Escribe Pepe Auth, embajador de Chile
El otro 11 de Septiembre

 

Casualidades de la historia, el salvaje atentado contra las Torres Gemelas en Nueva York ocurrió el once de septiembre, la misma fecha en que hace ya 30 años los aviones Hawker Hunter enviados por el ex general Pinochet bombardearon la democracia chilena hasta destruirla.

En tiempos en que todavía era posible matar y morir en nombre de la sacrosanta Guerra Fría, la Dictadura chilena no consiguió convencer al mundo que los militares habían organizado el Golpe de Estado para salvar una democracia a punto de caer en las garras del comunismo ni lograron convertir a Pinochet en un héroe del mundo libre. Pronto quedó en evidencia, en cambio, que los objetivos del Golpe eran destruir el fuerte movimiento popular chileno e instaurar un régimen político dictatorial, cancelando todas las libertades públicas, clausurando las organizaciones sociales y políticas y destruyendo todas las instituciones democráticas, incluidos el Parlamento y el Poder Judicial, que por muchos años pasó a ser un simple aval de las violaciones a los derechos humanos.

Diecisiete largos años se prolongó la Dictadura en Chile. Fueron largos por la brutalidad con que se ejerció la represión en contra todo aquel que osara expresar su oposición, fueron lentos por la atmósfera asfixiante que cubrió toda la vida social y cultural del país, fueron dolorosos por la infinita cadena de persecuciones, cárcel y exilio que afectó a buena parte de los chilenos. Aquellos que plantean que los años de Pinochet trajeron, a pesar de todo, prosperidad económica para Chile, además de no considerar el costo en vidas humanas y sufrimiento, olvidan que, cuando Chile recupera su democracia, en sólo 8 años creció más que durante todo el periodo dictatorial, que Pinochet dejó al país con 42% de la población viviendo bajo condiciones de pobreza y en diez años esta cifra ha sido reducida a la mitad, en fin, que la real expansión exportadora, integración económica al mundo y modernización de la industria chilena está mucho más asociada a la democracia de los Noventa que a los diecisiete años de Dictadura.

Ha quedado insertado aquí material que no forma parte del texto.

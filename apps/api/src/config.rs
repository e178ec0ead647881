use anyhow::{Context, Result};

/// Application configuration loaded from environment variables.
///
/// The two provider credentials are read but NOT validated here: a missing
/// key surfaces as an authentication failure on the first backend call,
/// not at startup.
#[derive(Debug, Clone)]
pub struct Config {
    pub openai_api_key: String,
    pub anthropic_api_key: String,
    pub port: u16,
    pub rust_log: String,
}

impl Config {
    pub fn from_env() -> Result<Self> {
        dotenvy::dotenv().ok(); // load .env if present; ignore if missing

        Ok(Config {
            openai_api_key: std::env::var("OPENAI_API_KEY").unwrap_or_default(),
            anthropic_api_key: std::env::var("ANTHROPIC_API_KEY").unwrap_or_default(),
            port: std::env::var("PORT")
                .unwrap_or_else(|_| "8080".to_string())
                .parse::<u16>()
                .context("PORT must be a valid port number")?,
            rust_log: std::env::var("RUST_LOG").unwrap_or_else(|_| "info".to_string()),
        })
    }
}
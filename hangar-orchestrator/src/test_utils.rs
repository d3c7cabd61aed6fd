use crate::clock::{Clock, ManualClock};
use crate::config::OrchestratorConfig;
use crate::orchestrator::BuildOrchestrator;
use crate::permission::{Actor, Role, RoleGate};
use sqlx::sqlite::SqlitePoolOptions;
use sqlx::SqlitePool;
use std::sync::Arc;
use std::time::Duration;
use uuid::Uuid;

/// Helper to create an in-memory test database with migrations applied.
///
/// Every connection to `sqlite::memory:` is its own database, so the pool is
/// pinned to a single connection that is never closed.
pub async fn create_test_db() -> SqlitePool {
    let pool = SqlitePoolOptions::new()
        .max_connections(1)
        .idle_timeout(None)
        .max_lifetime(None)
        .connect("sqlite::memory:")
        .await
        .expect("Failed to create in-memory database");

    sqlx::migrate!("./migrations")
        .run(&pool)
        .await
        .expect("Failed to run migrations");

    pool
}

/// Insert a bare workspace with one job-less build and return the build ID.
pub async fn fixture_build_row(pool: &SqlitePool) -> String {
    let workspace_id = Uuid::new_v4().to_string();
    let build_id = Uuid::new_v4().to_string();

    sqlx::query(
        "INSERT INTO workspaces (id, organization_id, owner, name, template_version_id, created_at, updated_at)
         VALUES (?, 'default', 'fixture', ?, 'tv-1', 0, 0)",
    )
    .bind(&workspace_id)
    .bind(format!("ws-{}", &workspace_id[..8]))
    .execute(pool)
    .await
    .expect("Failed to insert fixture workspace");

    sqlx::query(
        "INSERT INTO workspace_builds (id, workspace_id, build_number, transition, initiator, created_at)
         VALUES (?, ?, 1, 'start', 'fixture', 0)",
    )
    .bind(&build_id)
    .bind(&workspace_id)
    .execute(pool)
    .await
    .expect("Failed to insert fixture build");

    build_id
}

/// Orchestrator over a fresh in-memory database with the role-based gate,
/// a manual clock and fast polling.
pub async fn test_orchestrator() -> (BuildOrchestrator, ManualClock) {
    test_orchestrator_with(test_config()).await
}

pub async fn test_orchestrator_with(config: OrchestratorConfig) -> (BuildOrchestrator, ManualClock) {
    let clock = ManualClock::default();
    let orchestrator = BuildOrchestrator::with_config(
        create_test_db().await,
        Arc::new(RoleGate),
        Arc::new(clock.clone()) as Arc<dyn Clock>,
        config,
    );
    (orchestrator, clock)
}

pub fn test_config() -> OrchestratorConfig {
    OrchestratorConfig::default().with_poll_interval(Duration::from_millis(25))
}

/// A plain user with no roles beyond membership.
pub fn user(id: &str) -> Actor {
    Actor::new(id, [Role::Member])
}

pub fn admin() -> Actor {
    Actor::new("admin", [Role::Owner])
}
pub mod api_docs;
pub mod auth;
pub mod config;
pub mod error;
pub mod reaper;
pub mod routes;
pub mod state;
pub mod wire;

pub use config::Config;
pub use error::{ApiError, ApiResult};
pub use reaper::start_reaper_task;
pub use routes::create_app;
pub use state::AppState;
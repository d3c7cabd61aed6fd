//! Job dispatch: enqueueing, worker reports and cancellation.
//!
//! A successful job and its state artifact commit in one transaction, and the
//! worker is only acknowledged afterwards. If the engine dies before the
//! commit the job is still `running`, so worker-loss recovery requeues it
//! instead of losing the state.

use crate::artifact::ArtifactStore;
use crate::build::BuildStore;
use crate::clock::Clock;
use crate::config::OrchestratorConfig;
use crate::db;
use crate::error::{OrchestratorError, Result};
use crate::events::JobEvents;
use crate::job::{JobStatus, JobStore, NewJob, ProvisionerJob, TransitionUpdate};
use crate::protocol::{ReportAck, WorkerMessage};
use crate::sessions::{LostJobOutcome, WorkerSessionManager};
use chrono::Duration as ChronoDuration;
use sqlx::{SqliteConnection, SqlitePool};
use std::sync::Arc;
use tracing::{debug, info, instrument, warn};

/// Result of one reaper pass.
#[derive(Debug, Clone, Default, PartialEq, Eq)]
pub struct ReapReport {
    pub heartbeats: usize,
    pub requeued: usize,
    pub failed: usize,
    pub canceled: usize,
}

#[derive(Clone, Debug)]
pub struct Scheduler {
    pool: SqlitePool,
    jobs: JobStore,
    artifacts: ArtifactStore,
    sessions: WorkerSessionManager,
    events: JobEvents,
    clock: Arc<dyn Clock>,
    config: OrchestratorConfig,
}

impl Scheduler {
    pub fn new(
        pool: SqlitePool,
        jobs: JobStore,
        artifacts: ArtifactStore,
        sessions: WorkerSessionManager,
        events: JobEvents,
        clock: Arc<dyn Clock>,
        config: OrchestratorConfig,
    ) -> Self {
        Self {
            pool,
            jobs,
            artifacts,
            sessions,
            events,
            clock,
            config,
        }
    }

    pub fn jobs(&self) -> &JobStore {
        &self.jobs
    }

    pub fn sessions(&self) -> &WorkerSessionManager {
        &self.sessions
    }

    pub fn events(&self) -> &JobEvents {
        &self.events
    }

    /// Queue a job. Fails with `WorkspaceBusy` if the job's workspace already
    /// has a pending or running job.
    pub async fn enqueue(&self, new: NewJob) -> Result<ProvisionerJob> {
        let mut conn = self.pool.acquire().await?;
        let job = self.enqueue_with(&mut conn, new).await?;
        drop(conn);
        self.announce(&job);
        Ok(job)
    }

    /// Insert the job inside the caller's transaction. Call [`Scheduler::announce`]
    /// after committing.
    pub async fn enqueue_with(
        &self,
        conn: &mut SqliteConnection,
        new: NewJob,
    ) -> Result<ProvisionerJob> {
        self.jobs.insert(conn, new).await
    }

    /// Wake workers for a newly committed job.
    pub fn announce(&self, job: &ProvisionerJob) {
        info!(job_id = %job.id, job_type = ?job.job_type, tags = ?job.tags, "job enqueued");
        self.events.publish_status(&job.id, job.status);
        self.events.notify_job_available();
    }

    /// Handle one message from the worker session holding `job_id`.
    #[instrument(skip(self, message), fields(kind = message_kind(&message)))]
    pub async fn report(
        &self,
        session_id: &str,
        job_id: &str,
        message: WorkerMessage,
    ) -> Result<ReportAck> {
        let job = self.jobs.get(job_id).await?;

        if job.status.is_terminal() {
            debug!(status = %job.status, "report for finished job ignored");
            self.sessions.registry().finish_job(session_id, job_id);
            return Ok(ReportAck::AlreadyCompleted(job.status));
        }
        if job.status != JobStatus::Running || job.worker_id.as_deref() != Some(session_id) {
            return Err(OrchestratorError::InvalidState(format!(
                "job {} is not running on worker session {}",
                job_id, session_id
            )));
        }

        let ack = match message {
            WorkerMessage::Progress { stage, output } => {
                self.jobs.touch(job_id).await?;
                let log = self.jobs.append_log(job_id, &stage, &output).await?;
                self.events.publish_log(log);
                return Ok(ReportAck::Progress);
            }
            WorkerMessage::Succeeded { state } => self.commit_success(job_id, &state).await?,
            WorkerMessage::Failed { error } => {
                self.finish(job_id, JobStatus::Failed, TransitionUpdate::failed(error))
                    .await?
            }
            WorkerMessage::Canceled => {
                self.finish(job_id, JobStatus::Canceled, TransitionUpdate::default())
                    .await?
            }
        };

        self.sessions.registry().finish_job(session_id, job_id);
        Ok(ack)
    }

    async fn commit_success(&self, job_id: &str, state: &[u8]) -> Result<ReportAck> {
        let mut tx = db::begin_immediate(&self.pool).await?;

        if let Some(build) = BuildStore::fetch_by_job(&mut *tx, job_id).await? {
            self.artifacts.put_with(&mut *tx, &build.id, state).await?;
        }

        match self
            .jobs
            .transition_with(
                &mut *tx,
                job_id,
                JobStatus::Running,
                JobStatus::Succeeded,
                TransitionUpdate::default(),
            )
            .await
        {
            Ok(_) => {}
            Err(OrchestratorError::StaleTransition { actual, .. }) => {
                // Dropping the transaction discards the artifact write.
                debug!(%actual, "success report lost the race");
                return Ok(ReportAck::AlreadyCompleted(actual));
            }
            Err(e) => return Err(e),
        }

        tx.commit().await?;

        info!(job_id, bytes = state.len(), "job succeeded, state stored");
        self.events.publish_status(job_id, JobStatus::Succeeded);
        Ok(ReportAck::CommitAccepted)
    }

    async fn finish(
        &self,
        job_id: &str,
        to: JobStatus,
        update: TransitionUpdate,
    ) -> Result<ReportAck> {
        match self
            .jobs
            .transition(job_id, JobStatus::Running, to, update)
            .await
        {
            Ok(job) => {
                info!(job_id, status = %to, error = ?job.error, "job finished");
                self.events.publish_status(job_id, to);
                Ok(ReportAck::CommitAccepted)
            }
            Err(OrchestratorError::StaleTransition { actual, .. }) => {
                debug!(job_id, %actual, "terminal report lost the race");
                Ok(ReportAck::AlreadyCompleted(actual))
            }
            Err(e) => Err(e),
        }
    }

    /// Cancel a job. A pending job is canceled on the spot; a running job is
    /// flagged and its worker signalled, and becomes `canceled` when the
    /// worker acknowledges or its session is lost.
    #[instrument(skip(self))]
    pub async fn cancel(&self, job_id: &str) -> Result<ProvisionerJob> {
        let job = self.jobs.get(job_id).await?;

        if job.status == JobStatus::Pending {
            match self
                .jobs
                .transition(
                    job_id,
                    JobStatus::Pending,
                    JobStatus::Canceled,
                    TransitionUpdate::default(),
                )
                .await
            {
                Ok(canceled) => {
                    info!("pending job canceled");
                    self.events.publish_status(job_id, JobStatus::Canceled);
                    return Ok(canceled);
                }
                // Claimed by a worker in the meantime; cancel it as running.
                Err(OrchestratorError::StaleTransition { .. }) => {}
                Err(e) => return Err(e),
            }
        }

        let job = self.jobs.get(job_id).await?;
        if job.status != JobStatus::Running {
            return Ok(job);
        }

        if self.jobs.request_cancel(job_id).await? {
            match job.worker_id.as_deref() {
                Some(worker) if self.sessions.registry().signal_cancel(worker, job_id) => {
                    info!(worker, "cancel signalled to worker");
                }
                // The owning engine forwards the flag on its next heartbeat;
                // if that engine is gone the reaper resolves the job as canceled.
                _ => debug!("worker session not local, cancel recorded"),
            }
        }

        self.jobs.get(job_id).await
    }

    /// Refresh heartbeats of locally held jobs, then resolve running jobs
    /// whose heartbeat lapsed as worker-lost.
    pub async fn reap(&self) -> Result<ReapReport> {
        let mut report = ReapReport {
            heartbeats: self.sessions.heartbeat().await?,
            ..Default::default()
        };

        let timeout = ChronoDuration::from_std(self.config.stale_job_timeout)
            .unwrap_or_else(|_| ChronoDuration::seconds(300));
        let cutoff = self.clock.now() - timeout;

        for job in self.jobs.stale_running(cutoff).await? {
            let local = job
                .worker_id
                .as_deref()
                .is_some_and(|w| self.sessions.registry().holds(w, &job.id));
            if local {
                continue;
            }

            let outcome = self
                .sessions
                .recover_lost_job(&job, "worker heartbeat timed out")
                .await?;
            match outcome {
                LostJobOutcome::Requeued => report.requeued += 1,
                LostJobOutcome::Failed => report.failed += 1,
                LostJobOutcome::Canceled => report.canceled += 1,
                LostJobOutcome::Untouched => {}
            }
        }

        if report.requeued + report.failed + report.canceled > 0 {
            warn!(?report, "reaped stale jobs");
        }

        Ok(report)
    }
}

fn message_kind(message: &WorkerMessage) -> &'static str {
    match message {
        WorkerMessage::Progress { .. } => "progress",
        WorkerMessage::Succeeded { .. } => "succeeded",
        WorkerMessage::Failed { .. } => "failed",
        WorkerMessage::Canceled => "canceled",
    }
}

Quienes dicen que la prolongada Dictadura Militar chilena sentó las bases del crecimiento económico son los mismos que atribuyen a los cuarenta años de franquismo la prosperidad de la España moderna.

Todavía hoy se discuten las causas del quiebre de la democracia chilena, en parte consecuencia de la incapacidad de las fuerzas políticas de asociar un programa de cambios a una sólida mayoría política y electoral. Lo que ya nadie discute, en cambio, luego de la desclasificación de los archivos de la CIA, es la participación activa de Estados Unidos en el derrocamiento de Allende, al punto que el propio Colin Powell declaró recientemente que su país no podía sentirse orgulloso de su actuación en Chile. Ahora se conocen los detalles de la intervención norteamericana en las campañas políticas, en los movimientos gremiales, en el bloqueo a la venta del cobre, en las acciones terroristas y en la colaboración inicial a la instalación de la dictadura militar. Es imposible entender el fracaso del gobierno de la Unidad Popular y el éxito del Golpe de Estado en Chile sin la decisión de las autoridades de la época en EEUU de impedir el éxito político de Allende, en su aspiración a armonizar el socialismo y la democracia en un país en vías de desarrollo.

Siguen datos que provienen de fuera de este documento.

// Command handlers

use crate::cli::{Args, BuildSubcommand, Command, StateSubcommand, WorkspaceSubcommand};
use crate::client::HangarClient;
use anyhow::{Context, Result};
use hangar_orchestrator::Workspace;
use std::time::Duration;
use tracing::debug;

pub mod build;
pub mod state;
pub mod workspace;

/// Main command dispatcher
pub async fn execute_command(args: Args) -> Result<()> {
    let user = args
        .user
        .clone()
        .or_else(|| std::env::var("USER").ok())
        .context("No user given; pass --user or set HANGAR_USER")?;
    let client = HangarClient::new(&args.url, &user, args.roles.as_deref());

    match args.command {
        Command::State { command } => match command {
            StateSubcommand::Pull {
                workspace,
                file,
                build,
            } => {
                debug!("Handling state pull");
                state::pull(&client, &workspace, build, file.as_deref()).await?;
            }
            StateSubcommand::Push {
                workspace,
                file,
                build,
            } => {
                debug!("Handling state push");
                let created = state::push(&client, &workspace, &file, build).await?;
                println!(
                    "Pushed state as build #{} ({})",
                    created.build_number, created.id
                );
            }
        },
        Command::Build { command } => match command {
            BuildSubcommand::Create {
                workspace,
                transition,
                template_version,
                params,
                wait,
            } => {
                let created = build::create(
                    &client,
                    &workspace,
                    transition,
                    template_version,
                    &params,
                )
                .await?;
                println!("{}", build::describe(&created));
                if let Some(secs) = wait {
                    let finished = build::wait(&client, &created.id, Duration::from_secs(secs)).await?;
                    println!("{}", build::describe(&finished));
                }
            }
            BuildSubcommand::List { workspace } => {
                for b in build::list(&client, &workspace).await? {
                    println!("{}", build::describe(&b));
                }
            }
            BuildSubcommand::Show { build_id } => {
                let b = client.get_build(&build_id).await?;
                println!("{}", build::describe(&b));
            }
            BuildSubcommand::Wait { build_id, timeout } => {
                let finished = build::wait(&client, &build_id, Duration::from_secs(timeout)).await?;
                println!("{}", build::describe(&finished));
            }
            BuildSubcommand::Cancel { build_id } => {
                let b = client.cancel_build(&build_id).await?;
                println!("{}", build::describe(&b));
            }
            BuildSubcommand::Logs { build_id } => {
                for log in build::logs(&client, &build_id).await? {
                    println!("[{}] {}", log.stage, log.output);
                }
            }
        },
        Command::Workspace { command } => match command {
            WorkspaceSubcommand::Create {
                name,
                template_version,
                organization,
                tags,
                no_build,
            } => {
                let created = workspace::create(
                    &client,
                    &name,
                    &template_version,
                    organization,
                    tags,
                    !no_build,
                )
                .await?;
                println!("{}", workspace::describe(&created.workspace));
                if let Some(b) = &created.build {
                    println!("  {}", build::describe(b));
                }
            }
            WorkspaceSubcommand::List { owner } => {
                for ws in client.list_workspaces(owner.as_deref()).await? {
                    println!("{}", workspace::describe(&ws));
                }
            }
            WorkspaceSubcommand::Show { workspace } => {
                let ws = resolve_workspace(&client, &workspace).await?;
                println!("{}", workspace::describe(&ws));
            }
        },
    }

    Ok(())
}

/// Split `owner/name`; a bare name belongs to `default_owner`.
pub fn parse_workspace_ref<'a>(reference: &'a str, default_owner: &'a str) -> (&'a str, &'a str) {
    match reference.split_once('/') {
        Some((owner, name)) if !owner.is_empty() => (owner, name),
        Some((_, name)) => (default_owner, name),
        None => (default_owner, reference),
    }
}

/// Look up a workspace given as `name` or `owner/name`.
pub async fn resolve_workspace(client: &HangarClient, reference: &str) -> Result<Workspace> {
    let (owner, name) = parse_workspace_ref(reference, client.user());
    client
        .get_workspace_by_name(owner, name)
        .await
        .with_context(|| format!("Failed to look up workspace {}/{}", owner, name))
}
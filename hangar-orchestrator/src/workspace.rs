use crate::clock::{from_millis, to_millis, Clock};
use crate::error::{is_unique_violation_on, OrchestratorError, Result};
use crate::job::JobInput;
use chrono::{DateTime, Utc};
use serde::{Deserialize, Serialize};
use sqlx::{SqliteConnection, SqlitePool};
use std::collections::BTreeMap;
use std::sync::Arc;
use utoipa::ToSchema;
use uuid::Uuid;

pub const DEFAULT_ORGANIZATION: &str = "default";

#[derive(Debug, Clone, Serialize, Deserialize, ToSchema)]
pub struct Workspace {
    pub id: String,
    pub organization_id: String,
    pub owner: String,
    pub name: String,
    pub template_version_id: String,
    /// Worker tags required by this workspace's jobs.
    pub tags: Vec<String>,
    pub latest_build_id: Option<String>,
    pub created_at: DateTime<Utc>,
    pub updated_at: DateTime<Utc>,
}

#[derive(Debug, Clone, Serialize, Deserialize, ToSchema)]
pub struct CreateWorkspaceRequest {
    pub name: String,
    #[serde(default)]
    pub organization_id: Option<String>,
    pub template_version_id: String,
    #[serde(default)]
    pub parameters: BTreeMap<String, String>,
    /// Worker tags the workspace's jobs require.
    #[serde(default)]
    pub tags: Vec<String>,
    /// Queue a `start` build right away. Without it the workspace has no
    /// builds until one is requested or state is pushed.
    #[serde(default = "default_initial_build")]
    pub initial_build: bool,
}

fn default_initial_build() -> bool {
    true
}

impl CreateWorkspaceRequest {
    pub fn new(name: impl Into<String>, template_version_id: impl Into<String>) -> Self {
        Self {
            name: name.into(),
            organization_id: None,
            template_version_id: template_version_id.into(),
            parameters: BTreeMap::new(),
            tags: Vec::new(),
            initial_build: true,
        }
    }

    pub fn without_initial_build(mut self) -> Self {
        self.initial_build = false;
        self
    }

    pub fn with_tags(mut self, tags: &[&str]) -> Self {
        self.tags = tags.iter().map(|t| t.to_string()).collect();
        self
    }

    pub fn job_input(&self) -> JobInput {
        JobInput {
            template_version_id: self.template_version_id.clone(),
            parameters: self.parameters.clone(),
        }
    }
}

#[derive(Debug, Clone, Default)]
pub struct WorkspaceFilters {
    pub owner: Option<String>,
    pub organization_id: Option<String>,
}

#[derive(Clone, Debug)]
pub struct WorkspaceStore {
    pool: SqlitePool,
    clock: Arc<dyn Clock>,
}

impl WorkspaceStore {
    pub fn new(pool: SqlitePool, clock: Arc<dyn Clock>) -> Self {
        Self { pool, clock }
    }

    /// Insert a workspace. Names are unique per owner and organization.
    pub async fn insert(
        &self,
        conn: &mut SqliteConnection,
        owner: &str,
        req: &CreateWorkspaceRequest,
    ) -> Result<Workspace> {
        if req.name.trim().is_empty() {
            return Err(OrchestratorError::InvalidInput(
                "workspace name must not be empty".to_string(),
            ));
        }

        let id = Uuid::new_v4().to_string();
        let now = to_millis(self.clock.now());
        let organization_id = req
            .organization_id
            .clone()
            .unwrap_or_else(|| DEFAULT_ORGANIZATION.to_string());

        let inserted = sqlx::query(
            r#"
            INSERT INTO workspaces (id, organization_id, owner, name, template_version_id, tags, created_at, updated_at)
            VALUES (?, ?, ?, ?, ?, ?, ?, ?)
            "#,
        )
        .bind(&id)
        .bind(&organization_id)
        .bind(owner)
        .bind(&req.name)
        .bind(&req.template_version_id)
        .bind(serde_json::to_string(&req.tags)?)
        .bind(now)
        .bind(now)
        .execute(&mut *conn)
        .await;

        if let Err(e) = inserted {
            if is_unique_violation_on(&e, "workspaces.") {
                return Err(OrchestratorError::InvalidInput(format!(
                    "workspace {} already exists for {}",
                    req.name, owner
                )));
            }
            return Err(e.into());
        }

        Self::fetch(conn, &id)
            .await?
            .ok_or_else(|| OrchestratorError::NotFound(id))
    }

    /// Get a single workspace by ID
    pub async fn get(&self, id: &str) -> Result<Workspace> {
        let mut conn = self.pool.acquire().await?;
        Self::fetch(&mut conn, id)
            .await?
            .ok_or_else(|| OrchestratorError::NotFound(format!("workspace {}", id)))
    }

    pub(crate) async fn fetch(conn: &mut SqliteConnection, id: &str) -> Result<Option<Workspace>> {
        let row = sqlx::query_as::<_, WorkspaceRow>("SELECT * FROM workspaces WHERE id = ?")
            .bind(id)
            .fetch_optional(&mut *conn)
            .await?;

        Ok(row.map(Workspace::from))
    }

    pub async fn get_by_name(
        &self,
        owner: &str,
        organization_id: Option<&str>,
        name: &str,
    ) -> Result<Workspace> {
        let organization_id = organization_id.unwrap_or(DEFAULT_ORGANIZATION);

        let row = sqlx::query_as::<_, WorkspaceRow>(
            "SELECT * FROM workspaces WHERE owner = ? AND organization_id = ? AND name = ?",
        )
        .bind(owner)
        .bind(organization_id)
        .bind(name)
        .fetch_optional(&self.pool)
        .await?
        .ok_or_else(|| OrchestratorError::NotFound(format!("workspace {}/{}", owner, name)))?;

        Ok(row.into())
    }

    /// List workspaces with optional filters
    pub async fn list(&self, filters: WorkspaceFilters) -> Result<Vec<Workspace>> {
        let mut query = "SELECT * FROM workspaces WHERE 1=1".to_string();

        if filters.owner.is_some() {
            query.push_str(" AND owner = ?");
        }
        if filters.organization_id.is_some() {
            query.push_str(" AND organization_id = ?");
        }

        query.push_str(" ORDER BY created_at DESC, rowid DESC");

        let mut q = sqlx::query_as::<_, WorkspaceRow>(&query);

        if let Some(owner) = &filters.owner {
            q = q.bind(owner);
        }
        if let Some(organization_id) = &filters.organization_id {
            q = q.bind(organization_id);
        }

        let rows = q.fetch_all(&self.pool).await?;

        Ok(rows.into_iter().map(|row| row.into()).collect())
    }

    /// Point the workspace at its newest build.
    pub(crate) async fn set_latest_build(
        &self,
        conn: &mut SqliteConnection,
        workspace_id: &str,
        build_id: &str,
    ) -> Result<()> {
        sqlx::query("UPDATE workspaces SET latest_build_id = ?, updated_at = ? WHERE id = ?")
            .bind(build_id)
            .bind(to_millis(self.clock.now()))
            .bind(workspace_id)
            .execute(&mut *conn)
            .await?;

        Ok(())
    }
}

// Internal row type for sqlx
#[derive(sqlx::FromRow)]
struct WorkspaceRow {
    id: String,
    organization_id: String,
    owner: String,
    name: String,
    template_version_id: String,
    tags: String,
    latest_build_id: Option<String>,
    created_at: i64,
    updated_at: i64,
}

impl From<WorkspaceRow> for Workspace {
    fn from(row: WorkspaceRow) -> Self {
        Self {
            id: row.id,
            organization_id: row.organization_id,
            owner: row.owner,
            name: row.name,
            template_version_id: row.template_version_id,
            tags: serde_json::from_str(&row.tags).unwrap_or_default(),
            latest_build_id: row.latest_build_id,
            created_at: from_millis(row.created_at),
            updated_at: from_millis(row.updated_at),
        }
    }
}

Pinochet, como se sabe, fue víctima de sus propios excesos. Antes que terminara la década del Setenta, sus servicios de seguridad habían exportado el terror a Buenos Aires, donde explotó por los aires el vehículo que transportaba al ex Jefe del Ejército chileno, Carlos Prats, también a Roma, donde fracasaron en el intento de asesinar a uno de los líderes históricos de la Democracia Cristiana, Bernardo Leighton, y al mismísimo Washington, donde asesinaron a Orlando Letelier, ex canciller del presidente Allende. El Golpe de Estado que muchos vieron como un paréntesis de autoritarismo que daría pronto paso a nuevas elecciones democráticas, se convirtió a poco andar en una dictadura personalizada que extendió progresivamente su acción represiva, concentrada primero en los partidos de izquierda, hacia toda organización, corriente o persona que encarnara alguna aspiración democrática.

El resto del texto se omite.